Given records:
▬▬▬

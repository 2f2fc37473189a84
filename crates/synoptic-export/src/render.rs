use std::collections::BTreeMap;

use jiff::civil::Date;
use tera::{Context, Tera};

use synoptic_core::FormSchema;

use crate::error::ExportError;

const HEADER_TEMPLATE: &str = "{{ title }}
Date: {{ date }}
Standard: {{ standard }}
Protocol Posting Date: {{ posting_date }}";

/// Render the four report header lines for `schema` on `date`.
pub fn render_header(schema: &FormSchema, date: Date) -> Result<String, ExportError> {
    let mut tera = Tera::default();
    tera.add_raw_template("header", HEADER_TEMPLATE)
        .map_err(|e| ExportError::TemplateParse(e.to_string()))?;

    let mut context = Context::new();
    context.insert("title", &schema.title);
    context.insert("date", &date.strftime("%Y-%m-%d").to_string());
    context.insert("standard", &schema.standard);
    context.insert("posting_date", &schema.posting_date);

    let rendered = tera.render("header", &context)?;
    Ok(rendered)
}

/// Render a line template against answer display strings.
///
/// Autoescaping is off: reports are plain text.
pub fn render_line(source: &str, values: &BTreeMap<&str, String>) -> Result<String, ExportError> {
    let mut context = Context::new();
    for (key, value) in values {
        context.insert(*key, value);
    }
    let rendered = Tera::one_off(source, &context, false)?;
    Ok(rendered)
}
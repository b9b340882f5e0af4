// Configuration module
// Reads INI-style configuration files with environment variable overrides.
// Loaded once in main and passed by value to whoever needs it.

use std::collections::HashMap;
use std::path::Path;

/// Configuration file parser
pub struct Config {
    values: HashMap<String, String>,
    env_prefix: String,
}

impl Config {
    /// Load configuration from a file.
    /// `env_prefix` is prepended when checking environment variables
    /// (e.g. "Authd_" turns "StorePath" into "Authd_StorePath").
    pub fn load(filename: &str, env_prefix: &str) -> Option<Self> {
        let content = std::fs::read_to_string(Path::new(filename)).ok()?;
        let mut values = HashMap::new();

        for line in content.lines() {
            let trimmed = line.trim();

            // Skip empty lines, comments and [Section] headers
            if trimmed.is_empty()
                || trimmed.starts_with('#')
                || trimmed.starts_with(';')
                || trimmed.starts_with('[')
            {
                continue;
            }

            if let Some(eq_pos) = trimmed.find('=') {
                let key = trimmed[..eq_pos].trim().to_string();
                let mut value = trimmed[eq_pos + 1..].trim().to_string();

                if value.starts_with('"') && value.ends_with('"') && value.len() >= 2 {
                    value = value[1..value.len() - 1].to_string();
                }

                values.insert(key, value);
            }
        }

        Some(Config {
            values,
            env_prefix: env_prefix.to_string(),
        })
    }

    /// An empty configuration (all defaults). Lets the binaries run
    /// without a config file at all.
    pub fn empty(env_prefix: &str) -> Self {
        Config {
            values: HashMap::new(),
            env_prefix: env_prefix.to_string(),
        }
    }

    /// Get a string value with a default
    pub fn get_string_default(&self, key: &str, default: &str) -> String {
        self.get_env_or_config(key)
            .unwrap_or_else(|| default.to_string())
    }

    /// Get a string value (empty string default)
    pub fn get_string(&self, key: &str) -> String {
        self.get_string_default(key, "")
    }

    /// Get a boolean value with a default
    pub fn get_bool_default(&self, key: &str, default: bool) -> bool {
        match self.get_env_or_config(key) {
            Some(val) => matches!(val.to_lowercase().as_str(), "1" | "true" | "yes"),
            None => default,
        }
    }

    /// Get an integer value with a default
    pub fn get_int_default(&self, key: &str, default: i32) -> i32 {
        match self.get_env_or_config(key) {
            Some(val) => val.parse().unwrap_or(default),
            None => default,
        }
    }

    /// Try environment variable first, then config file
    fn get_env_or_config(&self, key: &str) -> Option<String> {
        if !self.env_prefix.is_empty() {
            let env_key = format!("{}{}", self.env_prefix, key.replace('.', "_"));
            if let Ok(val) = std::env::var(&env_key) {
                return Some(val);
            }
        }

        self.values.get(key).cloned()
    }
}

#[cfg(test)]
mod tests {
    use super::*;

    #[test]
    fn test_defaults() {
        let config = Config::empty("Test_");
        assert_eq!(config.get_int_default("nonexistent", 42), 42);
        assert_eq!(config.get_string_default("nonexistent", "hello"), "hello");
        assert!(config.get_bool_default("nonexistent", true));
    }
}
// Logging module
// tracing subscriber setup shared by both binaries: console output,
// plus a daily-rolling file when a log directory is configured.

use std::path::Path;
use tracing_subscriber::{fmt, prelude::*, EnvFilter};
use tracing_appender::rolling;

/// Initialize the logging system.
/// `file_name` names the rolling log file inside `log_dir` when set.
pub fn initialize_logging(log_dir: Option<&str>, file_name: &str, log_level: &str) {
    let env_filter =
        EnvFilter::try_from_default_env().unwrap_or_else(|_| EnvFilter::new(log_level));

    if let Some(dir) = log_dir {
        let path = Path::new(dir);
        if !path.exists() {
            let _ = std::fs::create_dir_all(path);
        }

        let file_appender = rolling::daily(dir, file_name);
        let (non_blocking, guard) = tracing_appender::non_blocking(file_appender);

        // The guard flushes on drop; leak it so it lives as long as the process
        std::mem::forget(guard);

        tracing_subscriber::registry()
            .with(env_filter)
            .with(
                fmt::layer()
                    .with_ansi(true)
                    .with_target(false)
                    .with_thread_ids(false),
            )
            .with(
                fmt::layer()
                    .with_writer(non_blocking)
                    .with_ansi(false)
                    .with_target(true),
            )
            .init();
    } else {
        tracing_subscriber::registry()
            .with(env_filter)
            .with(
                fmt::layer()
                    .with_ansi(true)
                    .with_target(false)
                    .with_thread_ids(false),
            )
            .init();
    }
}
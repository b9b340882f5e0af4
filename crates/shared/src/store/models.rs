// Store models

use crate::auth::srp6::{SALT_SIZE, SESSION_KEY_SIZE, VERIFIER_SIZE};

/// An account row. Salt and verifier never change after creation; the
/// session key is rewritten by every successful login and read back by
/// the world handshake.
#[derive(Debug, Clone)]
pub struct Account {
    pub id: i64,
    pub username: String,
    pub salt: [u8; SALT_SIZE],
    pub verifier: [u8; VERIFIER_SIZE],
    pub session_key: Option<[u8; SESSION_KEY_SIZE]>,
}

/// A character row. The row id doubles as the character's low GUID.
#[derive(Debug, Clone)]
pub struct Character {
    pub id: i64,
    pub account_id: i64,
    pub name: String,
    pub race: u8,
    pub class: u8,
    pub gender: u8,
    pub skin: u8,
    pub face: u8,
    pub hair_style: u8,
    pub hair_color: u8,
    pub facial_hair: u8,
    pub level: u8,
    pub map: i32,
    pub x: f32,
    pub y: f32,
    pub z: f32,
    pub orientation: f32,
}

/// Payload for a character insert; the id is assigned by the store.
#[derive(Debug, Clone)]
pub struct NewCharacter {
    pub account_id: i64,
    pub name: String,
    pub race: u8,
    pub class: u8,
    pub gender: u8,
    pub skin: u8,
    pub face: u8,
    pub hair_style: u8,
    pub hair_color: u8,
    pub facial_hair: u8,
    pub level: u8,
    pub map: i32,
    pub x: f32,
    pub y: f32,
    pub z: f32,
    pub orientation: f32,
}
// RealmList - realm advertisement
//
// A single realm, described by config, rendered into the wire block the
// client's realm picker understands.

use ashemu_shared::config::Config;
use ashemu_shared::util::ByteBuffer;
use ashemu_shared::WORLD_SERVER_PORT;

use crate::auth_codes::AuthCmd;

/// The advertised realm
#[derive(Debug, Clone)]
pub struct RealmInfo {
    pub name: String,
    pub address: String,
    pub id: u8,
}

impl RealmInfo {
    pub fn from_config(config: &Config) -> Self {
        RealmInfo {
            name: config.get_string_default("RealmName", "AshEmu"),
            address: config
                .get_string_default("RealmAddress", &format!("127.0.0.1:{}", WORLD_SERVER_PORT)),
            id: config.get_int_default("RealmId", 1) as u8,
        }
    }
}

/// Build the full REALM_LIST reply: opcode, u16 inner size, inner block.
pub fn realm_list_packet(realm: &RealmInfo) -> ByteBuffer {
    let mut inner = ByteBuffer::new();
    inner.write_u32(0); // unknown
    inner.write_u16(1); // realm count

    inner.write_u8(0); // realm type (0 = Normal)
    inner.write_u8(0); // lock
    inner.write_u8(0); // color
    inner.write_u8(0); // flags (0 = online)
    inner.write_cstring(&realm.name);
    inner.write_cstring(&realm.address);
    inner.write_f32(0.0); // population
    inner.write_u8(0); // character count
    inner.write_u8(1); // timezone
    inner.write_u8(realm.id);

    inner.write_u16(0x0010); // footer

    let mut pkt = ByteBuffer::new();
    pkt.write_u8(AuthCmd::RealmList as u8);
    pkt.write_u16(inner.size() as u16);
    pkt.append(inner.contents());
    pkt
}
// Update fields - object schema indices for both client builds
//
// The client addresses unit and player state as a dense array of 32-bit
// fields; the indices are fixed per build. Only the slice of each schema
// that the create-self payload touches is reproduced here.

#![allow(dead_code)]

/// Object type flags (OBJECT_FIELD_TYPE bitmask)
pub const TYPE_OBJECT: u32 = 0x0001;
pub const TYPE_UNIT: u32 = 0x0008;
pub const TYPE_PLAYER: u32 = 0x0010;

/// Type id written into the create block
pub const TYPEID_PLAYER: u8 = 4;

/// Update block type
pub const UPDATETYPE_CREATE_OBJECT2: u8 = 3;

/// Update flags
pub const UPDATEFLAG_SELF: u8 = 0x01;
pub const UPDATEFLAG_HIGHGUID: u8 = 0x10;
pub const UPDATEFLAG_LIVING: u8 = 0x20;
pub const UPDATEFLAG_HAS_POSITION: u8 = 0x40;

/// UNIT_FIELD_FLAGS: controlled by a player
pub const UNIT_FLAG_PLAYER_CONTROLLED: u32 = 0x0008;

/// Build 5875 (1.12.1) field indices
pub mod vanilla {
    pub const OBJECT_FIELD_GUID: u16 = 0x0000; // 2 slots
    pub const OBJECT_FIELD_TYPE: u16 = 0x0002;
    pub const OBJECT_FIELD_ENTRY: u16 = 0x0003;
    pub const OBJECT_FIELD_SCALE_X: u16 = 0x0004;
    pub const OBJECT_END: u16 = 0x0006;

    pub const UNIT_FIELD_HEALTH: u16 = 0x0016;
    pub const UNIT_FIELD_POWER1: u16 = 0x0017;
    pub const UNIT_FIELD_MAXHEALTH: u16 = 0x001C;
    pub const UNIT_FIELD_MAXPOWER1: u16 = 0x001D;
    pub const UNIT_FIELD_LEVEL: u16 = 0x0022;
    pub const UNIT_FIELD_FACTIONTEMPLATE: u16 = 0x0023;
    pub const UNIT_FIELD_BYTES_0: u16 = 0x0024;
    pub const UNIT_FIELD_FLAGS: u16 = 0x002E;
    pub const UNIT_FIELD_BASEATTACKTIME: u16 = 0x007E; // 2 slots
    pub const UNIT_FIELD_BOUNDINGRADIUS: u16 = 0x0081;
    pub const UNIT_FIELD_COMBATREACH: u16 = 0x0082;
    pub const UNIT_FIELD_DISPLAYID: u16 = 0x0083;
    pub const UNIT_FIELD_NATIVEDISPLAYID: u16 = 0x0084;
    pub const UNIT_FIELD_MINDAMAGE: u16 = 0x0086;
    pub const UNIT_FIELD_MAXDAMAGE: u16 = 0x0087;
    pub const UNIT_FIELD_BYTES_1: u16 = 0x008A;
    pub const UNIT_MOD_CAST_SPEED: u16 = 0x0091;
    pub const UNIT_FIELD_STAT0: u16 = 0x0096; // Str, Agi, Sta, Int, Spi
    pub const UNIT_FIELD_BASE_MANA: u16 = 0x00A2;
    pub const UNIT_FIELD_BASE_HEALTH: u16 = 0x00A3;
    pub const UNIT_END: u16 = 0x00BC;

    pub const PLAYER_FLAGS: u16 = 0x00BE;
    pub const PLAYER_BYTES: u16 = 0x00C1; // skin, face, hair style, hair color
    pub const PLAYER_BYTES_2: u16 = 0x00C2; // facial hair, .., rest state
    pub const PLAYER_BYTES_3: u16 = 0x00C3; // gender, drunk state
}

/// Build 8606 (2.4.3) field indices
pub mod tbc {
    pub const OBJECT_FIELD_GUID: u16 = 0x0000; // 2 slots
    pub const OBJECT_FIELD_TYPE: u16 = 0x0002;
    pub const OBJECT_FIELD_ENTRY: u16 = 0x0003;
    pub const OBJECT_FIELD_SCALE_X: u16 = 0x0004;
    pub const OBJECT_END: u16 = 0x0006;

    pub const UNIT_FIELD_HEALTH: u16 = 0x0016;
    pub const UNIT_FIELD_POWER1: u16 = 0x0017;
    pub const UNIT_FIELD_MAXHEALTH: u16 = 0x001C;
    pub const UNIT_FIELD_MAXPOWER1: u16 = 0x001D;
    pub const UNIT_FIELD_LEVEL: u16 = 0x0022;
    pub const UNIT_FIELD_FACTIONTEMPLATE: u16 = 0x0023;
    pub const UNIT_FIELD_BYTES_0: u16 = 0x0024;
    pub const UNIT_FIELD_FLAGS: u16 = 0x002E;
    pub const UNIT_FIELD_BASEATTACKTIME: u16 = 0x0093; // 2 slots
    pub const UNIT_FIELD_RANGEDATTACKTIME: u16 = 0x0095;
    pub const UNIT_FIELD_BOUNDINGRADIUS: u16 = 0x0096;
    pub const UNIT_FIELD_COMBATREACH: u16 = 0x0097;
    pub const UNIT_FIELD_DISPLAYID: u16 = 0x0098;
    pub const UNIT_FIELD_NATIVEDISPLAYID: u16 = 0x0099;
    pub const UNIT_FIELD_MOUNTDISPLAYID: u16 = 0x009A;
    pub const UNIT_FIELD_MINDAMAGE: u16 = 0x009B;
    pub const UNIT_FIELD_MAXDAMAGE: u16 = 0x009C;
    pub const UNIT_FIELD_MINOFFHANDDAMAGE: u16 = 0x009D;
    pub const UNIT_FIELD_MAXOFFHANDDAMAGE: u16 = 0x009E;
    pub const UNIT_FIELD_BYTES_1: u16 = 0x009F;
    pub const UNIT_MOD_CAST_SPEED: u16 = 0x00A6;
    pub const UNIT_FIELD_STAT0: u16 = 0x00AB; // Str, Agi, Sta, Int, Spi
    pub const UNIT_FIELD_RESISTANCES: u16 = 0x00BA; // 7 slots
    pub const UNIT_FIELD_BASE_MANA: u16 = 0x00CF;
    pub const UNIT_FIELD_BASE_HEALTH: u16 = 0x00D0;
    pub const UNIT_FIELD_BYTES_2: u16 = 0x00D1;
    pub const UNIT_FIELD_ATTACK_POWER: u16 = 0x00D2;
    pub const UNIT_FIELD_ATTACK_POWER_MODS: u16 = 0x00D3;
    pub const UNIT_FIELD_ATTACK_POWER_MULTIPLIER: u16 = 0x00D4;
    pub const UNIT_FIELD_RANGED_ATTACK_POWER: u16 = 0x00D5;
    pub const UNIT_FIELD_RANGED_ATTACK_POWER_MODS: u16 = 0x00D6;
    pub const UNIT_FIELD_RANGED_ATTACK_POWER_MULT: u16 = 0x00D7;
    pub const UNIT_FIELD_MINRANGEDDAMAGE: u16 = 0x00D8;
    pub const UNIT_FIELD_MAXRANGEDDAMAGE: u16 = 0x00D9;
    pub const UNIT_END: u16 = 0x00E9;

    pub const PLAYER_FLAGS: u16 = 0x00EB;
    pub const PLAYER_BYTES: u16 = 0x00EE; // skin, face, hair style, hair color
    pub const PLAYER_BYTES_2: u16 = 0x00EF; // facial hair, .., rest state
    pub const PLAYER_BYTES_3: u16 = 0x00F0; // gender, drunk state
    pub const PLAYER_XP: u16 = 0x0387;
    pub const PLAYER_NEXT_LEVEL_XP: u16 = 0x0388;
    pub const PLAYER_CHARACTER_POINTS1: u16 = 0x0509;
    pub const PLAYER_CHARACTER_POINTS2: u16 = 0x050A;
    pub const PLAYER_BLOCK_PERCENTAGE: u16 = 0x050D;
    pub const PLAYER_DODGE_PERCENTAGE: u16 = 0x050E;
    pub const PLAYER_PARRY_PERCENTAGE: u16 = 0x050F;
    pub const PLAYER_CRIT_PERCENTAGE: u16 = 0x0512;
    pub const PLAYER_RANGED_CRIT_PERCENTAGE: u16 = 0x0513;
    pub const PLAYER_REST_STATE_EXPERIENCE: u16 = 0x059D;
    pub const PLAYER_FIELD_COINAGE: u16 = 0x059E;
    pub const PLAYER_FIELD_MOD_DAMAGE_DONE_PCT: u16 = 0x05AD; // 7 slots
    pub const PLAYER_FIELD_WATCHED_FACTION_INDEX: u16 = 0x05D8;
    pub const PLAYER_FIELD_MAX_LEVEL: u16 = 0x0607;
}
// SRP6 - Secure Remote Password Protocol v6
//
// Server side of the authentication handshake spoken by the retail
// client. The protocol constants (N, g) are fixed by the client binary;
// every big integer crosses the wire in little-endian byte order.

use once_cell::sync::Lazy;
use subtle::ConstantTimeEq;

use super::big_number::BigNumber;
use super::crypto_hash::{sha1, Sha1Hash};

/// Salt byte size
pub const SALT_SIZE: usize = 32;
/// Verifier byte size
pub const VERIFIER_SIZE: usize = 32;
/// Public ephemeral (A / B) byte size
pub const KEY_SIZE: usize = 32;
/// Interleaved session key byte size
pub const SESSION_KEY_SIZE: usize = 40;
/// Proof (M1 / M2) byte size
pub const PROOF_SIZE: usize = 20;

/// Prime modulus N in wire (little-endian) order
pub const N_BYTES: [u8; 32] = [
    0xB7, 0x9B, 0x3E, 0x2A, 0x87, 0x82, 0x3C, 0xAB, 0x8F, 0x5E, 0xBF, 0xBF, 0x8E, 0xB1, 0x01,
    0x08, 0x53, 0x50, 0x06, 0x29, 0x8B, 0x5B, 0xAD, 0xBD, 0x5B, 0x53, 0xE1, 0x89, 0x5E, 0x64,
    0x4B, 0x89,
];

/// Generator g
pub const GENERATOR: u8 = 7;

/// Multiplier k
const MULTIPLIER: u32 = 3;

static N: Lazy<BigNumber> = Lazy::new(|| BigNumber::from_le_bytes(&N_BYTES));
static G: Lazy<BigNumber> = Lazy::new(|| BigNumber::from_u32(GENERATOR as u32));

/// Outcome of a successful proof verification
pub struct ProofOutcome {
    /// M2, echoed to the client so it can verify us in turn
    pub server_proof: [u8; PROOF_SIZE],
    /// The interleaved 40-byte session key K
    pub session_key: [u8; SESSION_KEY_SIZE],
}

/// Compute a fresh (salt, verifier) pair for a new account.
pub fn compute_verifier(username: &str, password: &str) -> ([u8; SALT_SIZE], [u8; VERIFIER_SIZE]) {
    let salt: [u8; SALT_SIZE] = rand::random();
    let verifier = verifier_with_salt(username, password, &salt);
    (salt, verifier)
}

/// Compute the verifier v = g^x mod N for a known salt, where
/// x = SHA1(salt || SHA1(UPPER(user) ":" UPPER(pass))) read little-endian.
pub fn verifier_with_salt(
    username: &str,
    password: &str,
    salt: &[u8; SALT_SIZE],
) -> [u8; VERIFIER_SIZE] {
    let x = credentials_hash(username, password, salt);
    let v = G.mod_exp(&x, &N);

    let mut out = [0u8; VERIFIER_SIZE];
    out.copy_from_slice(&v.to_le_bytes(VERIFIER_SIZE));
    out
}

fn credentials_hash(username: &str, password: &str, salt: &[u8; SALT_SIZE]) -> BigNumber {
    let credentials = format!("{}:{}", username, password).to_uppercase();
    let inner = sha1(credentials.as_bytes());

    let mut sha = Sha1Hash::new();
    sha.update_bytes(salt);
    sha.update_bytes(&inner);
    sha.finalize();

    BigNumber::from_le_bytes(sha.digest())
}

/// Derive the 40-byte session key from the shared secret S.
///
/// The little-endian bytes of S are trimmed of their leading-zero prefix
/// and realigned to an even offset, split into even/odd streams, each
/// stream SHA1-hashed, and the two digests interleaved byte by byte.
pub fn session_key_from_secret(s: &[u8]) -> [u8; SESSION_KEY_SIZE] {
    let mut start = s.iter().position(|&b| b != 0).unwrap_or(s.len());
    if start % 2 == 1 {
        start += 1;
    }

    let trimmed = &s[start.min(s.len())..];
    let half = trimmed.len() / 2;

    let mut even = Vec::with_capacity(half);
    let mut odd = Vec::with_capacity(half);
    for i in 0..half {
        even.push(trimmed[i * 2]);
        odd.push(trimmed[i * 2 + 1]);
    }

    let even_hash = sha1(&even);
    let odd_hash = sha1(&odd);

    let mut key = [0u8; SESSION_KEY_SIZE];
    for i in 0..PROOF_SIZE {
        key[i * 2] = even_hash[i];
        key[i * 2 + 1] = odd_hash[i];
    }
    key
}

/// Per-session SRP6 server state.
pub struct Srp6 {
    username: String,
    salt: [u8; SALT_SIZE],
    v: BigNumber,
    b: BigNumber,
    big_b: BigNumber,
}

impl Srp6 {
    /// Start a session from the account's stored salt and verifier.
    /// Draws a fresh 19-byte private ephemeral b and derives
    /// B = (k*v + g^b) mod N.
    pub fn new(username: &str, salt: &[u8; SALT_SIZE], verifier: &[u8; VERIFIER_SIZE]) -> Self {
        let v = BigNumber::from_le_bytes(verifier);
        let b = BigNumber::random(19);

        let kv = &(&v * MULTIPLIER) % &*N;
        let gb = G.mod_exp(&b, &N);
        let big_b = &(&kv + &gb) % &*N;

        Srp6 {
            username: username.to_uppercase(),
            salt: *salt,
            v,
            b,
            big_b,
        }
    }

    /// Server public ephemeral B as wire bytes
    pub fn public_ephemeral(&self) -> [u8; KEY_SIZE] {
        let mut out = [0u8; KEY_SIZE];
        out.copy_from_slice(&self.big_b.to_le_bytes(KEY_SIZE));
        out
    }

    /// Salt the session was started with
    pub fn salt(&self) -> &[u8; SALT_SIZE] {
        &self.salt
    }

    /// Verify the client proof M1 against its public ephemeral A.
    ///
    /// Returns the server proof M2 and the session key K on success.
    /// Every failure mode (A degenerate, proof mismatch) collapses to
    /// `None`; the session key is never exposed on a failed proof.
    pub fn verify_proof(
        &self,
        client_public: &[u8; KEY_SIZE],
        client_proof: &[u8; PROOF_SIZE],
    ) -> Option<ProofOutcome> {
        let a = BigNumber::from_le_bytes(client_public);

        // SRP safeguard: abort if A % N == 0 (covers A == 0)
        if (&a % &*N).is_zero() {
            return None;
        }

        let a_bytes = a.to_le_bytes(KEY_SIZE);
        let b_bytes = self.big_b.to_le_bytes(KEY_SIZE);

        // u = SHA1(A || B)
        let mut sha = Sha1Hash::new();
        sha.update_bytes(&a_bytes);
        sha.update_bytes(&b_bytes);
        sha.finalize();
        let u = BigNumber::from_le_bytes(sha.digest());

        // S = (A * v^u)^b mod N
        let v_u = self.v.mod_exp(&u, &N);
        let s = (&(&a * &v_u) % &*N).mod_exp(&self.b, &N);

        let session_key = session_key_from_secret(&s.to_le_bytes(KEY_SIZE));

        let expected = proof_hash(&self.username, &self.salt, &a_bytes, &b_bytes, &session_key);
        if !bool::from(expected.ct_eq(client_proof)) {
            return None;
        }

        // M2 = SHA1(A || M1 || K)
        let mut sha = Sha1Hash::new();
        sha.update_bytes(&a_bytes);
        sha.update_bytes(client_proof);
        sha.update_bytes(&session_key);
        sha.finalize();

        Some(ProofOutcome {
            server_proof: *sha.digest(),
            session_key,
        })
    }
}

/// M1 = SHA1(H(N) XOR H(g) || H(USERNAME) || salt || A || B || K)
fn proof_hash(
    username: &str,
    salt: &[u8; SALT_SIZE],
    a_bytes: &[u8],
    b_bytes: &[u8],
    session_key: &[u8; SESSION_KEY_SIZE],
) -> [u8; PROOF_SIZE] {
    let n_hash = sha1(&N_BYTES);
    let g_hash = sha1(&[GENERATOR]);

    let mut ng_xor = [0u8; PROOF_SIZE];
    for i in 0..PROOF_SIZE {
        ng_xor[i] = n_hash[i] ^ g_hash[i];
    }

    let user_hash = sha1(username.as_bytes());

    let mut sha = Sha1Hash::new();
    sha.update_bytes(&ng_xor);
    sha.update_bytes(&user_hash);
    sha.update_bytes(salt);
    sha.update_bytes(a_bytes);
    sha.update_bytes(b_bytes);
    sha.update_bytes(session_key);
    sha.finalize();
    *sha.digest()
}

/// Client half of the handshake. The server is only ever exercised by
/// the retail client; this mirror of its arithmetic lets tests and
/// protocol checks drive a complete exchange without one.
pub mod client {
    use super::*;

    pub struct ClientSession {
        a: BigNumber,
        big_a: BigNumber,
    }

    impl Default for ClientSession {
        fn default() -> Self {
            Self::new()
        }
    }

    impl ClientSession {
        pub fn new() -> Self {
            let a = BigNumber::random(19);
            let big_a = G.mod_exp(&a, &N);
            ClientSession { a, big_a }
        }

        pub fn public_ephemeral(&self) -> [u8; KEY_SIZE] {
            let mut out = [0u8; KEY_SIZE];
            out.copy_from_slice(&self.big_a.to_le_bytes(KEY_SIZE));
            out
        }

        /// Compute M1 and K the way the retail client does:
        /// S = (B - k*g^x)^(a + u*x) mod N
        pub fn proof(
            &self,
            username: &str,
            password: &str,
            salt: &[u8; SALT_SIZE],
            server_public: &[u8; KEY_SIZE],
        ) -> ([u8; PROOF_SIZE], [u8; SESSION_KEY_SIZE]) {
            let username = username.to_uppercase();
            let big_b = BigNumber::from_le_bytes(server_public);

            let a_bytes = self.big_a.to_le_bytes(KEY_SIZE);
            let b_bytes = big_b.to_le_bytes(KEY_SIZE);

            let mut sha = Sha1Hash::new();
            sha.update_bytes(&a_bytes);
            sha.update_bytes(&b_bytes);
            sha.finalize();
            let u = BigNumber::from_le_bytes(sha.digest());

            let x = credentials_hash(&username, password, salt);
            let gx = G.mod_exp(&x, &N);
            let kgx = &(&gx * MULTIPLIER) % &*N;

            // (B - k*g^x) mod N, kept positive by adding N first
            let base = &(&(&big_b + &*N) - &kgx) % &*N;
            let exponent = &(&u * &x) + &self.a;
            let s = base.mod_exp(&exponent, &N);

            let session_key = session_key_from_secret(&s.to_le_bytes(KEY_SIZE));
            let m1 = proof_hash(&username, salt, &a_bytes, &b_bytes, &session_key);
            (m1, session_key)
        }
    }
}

▬▬▬

What the exercise asks: Copy out whichever lines of the listing contain the word "handshake".

Written reply:
/// the world handshake.
// Server side of the authentication handshake spoken by the retail
/// Client half of the handshake. The server is only ever exercised by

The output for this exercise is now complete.